▶ _WORK INSTRUCTIONS_
Copy the entries that follow, exactly and completely.

-- DATA LISTING follows --

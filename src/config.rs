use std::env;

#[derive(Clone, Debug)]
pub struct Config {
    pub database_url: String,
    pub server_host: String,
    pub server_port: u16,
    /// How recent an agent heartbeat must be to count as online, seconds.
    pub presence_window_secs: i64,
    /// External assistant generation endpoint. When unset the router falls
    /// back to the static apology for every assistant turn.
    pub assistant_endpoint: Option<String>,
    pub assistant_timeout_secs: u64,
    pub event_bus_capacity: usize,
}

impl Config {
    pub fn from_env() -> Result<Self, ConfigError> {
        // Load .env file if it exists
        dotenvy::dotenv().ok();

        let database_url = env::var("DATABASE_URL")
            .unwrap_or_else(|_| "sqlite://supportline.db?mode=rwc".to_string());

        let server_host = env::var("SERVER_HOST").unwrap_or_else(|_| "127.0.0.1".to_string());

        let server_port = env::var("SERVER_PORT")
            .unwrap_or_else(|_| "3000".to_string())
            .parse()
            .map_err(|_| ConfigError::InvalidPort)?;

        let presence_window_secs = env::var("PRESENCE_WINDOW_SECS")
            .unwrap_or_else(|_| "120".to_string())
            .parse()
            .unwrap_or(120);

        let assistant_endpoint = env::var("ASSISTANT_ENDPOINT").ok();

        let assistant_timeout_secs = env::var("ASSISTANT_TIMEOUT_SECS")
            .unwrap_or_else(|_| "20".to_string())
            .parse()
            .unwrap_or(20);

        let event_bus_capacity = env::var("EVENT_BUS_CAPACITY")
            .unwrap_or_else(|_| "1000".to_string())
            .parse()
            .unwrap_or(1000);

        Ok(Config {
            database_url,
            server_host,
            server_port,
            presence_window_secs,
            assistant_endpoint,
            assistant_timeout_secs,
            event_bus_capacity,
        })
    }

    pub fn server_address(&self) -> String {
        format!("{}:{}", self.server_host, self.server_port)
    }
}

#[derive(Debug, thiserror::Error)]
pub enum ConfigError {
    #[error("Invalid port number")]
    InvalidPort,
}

-- DATA LISTING concluded --

▶ _EXERCISE ANSWER_
filename src/config.rs
use std::env;

#[derive(Clone, Debug)]
pub struct Config {
    pub database_url: String,
    pub server_host: String,
    pub server_port: u16,
    /// How recent an agent heartbeat must be to count as online, seconds.
    pub presence_window_secs: i64,
    /// External assistant generation endpoint. When unset the router falls
    /// back to the static apology for every assistant turn.
    pub assistant_endpoint: Option<String>,
    pub assistant_timeout_secs: u64,
    pub event_bus_capacity: usize,
}

impl Config {
    pub fn from_env() -> Result<Self, ConfigError> {
        // Load .env file if it exists
        dotenvy::dotenv().ok();

        let database_url = env::var("DATABASE_URL")
            .unwrap_or_else(|_| "sqlite://supportline.db?mode=rwc".to_string());

        let server_host = env::var("SERVER_HOST").unwrap_or_else(|_| "127.0.0.1".to_string());

        let server_port = env::var("SERVER_PORT")
            .unwrap_or_else(|_| "3000".to_string())
            .parse()
            .map_err(|_| ConfigError::InvalidPort)?;

        let presence_window_secs = env::var("PRESENCE_WINDOW_SECS")
            .unwrap_or_else(|_| "120".to_string())
            .parse()
            .unwrap_or(120);

        let assistant_endpoint = env::var("ASSISTANT_ENDPOINT").ok();

        let assistant_timeout_secs = env::var("ASSISTANT_TIMEOUT_SECS")
            .unwrap_or_else(|_| "20".to_string())
            .parse()
            .unwrap_or(20);

        let event_bus_capacity = env::var("EVENT_BUS_CAPACITY")
            .unwrap_or_else(|_| "1000".to_string())
            .parse()
            .unwrap_or(1000);

        Ok(Config {
            database_url,
            server_host,
            server_port,
            presence_window_secs,
            assistant_endpoint,
            assistant_timeout_secs,
            event_bus_capacity,
        })
    }

    pub fn server_address(&self) -> String {
        format!("{}:{}", self.server_host, self.server_port)
    }
}

#[derive(Debug, thiserror::Error)]
pub enum ConfigError {
    #[error("Invalid port number")]
    InvalidPort,
}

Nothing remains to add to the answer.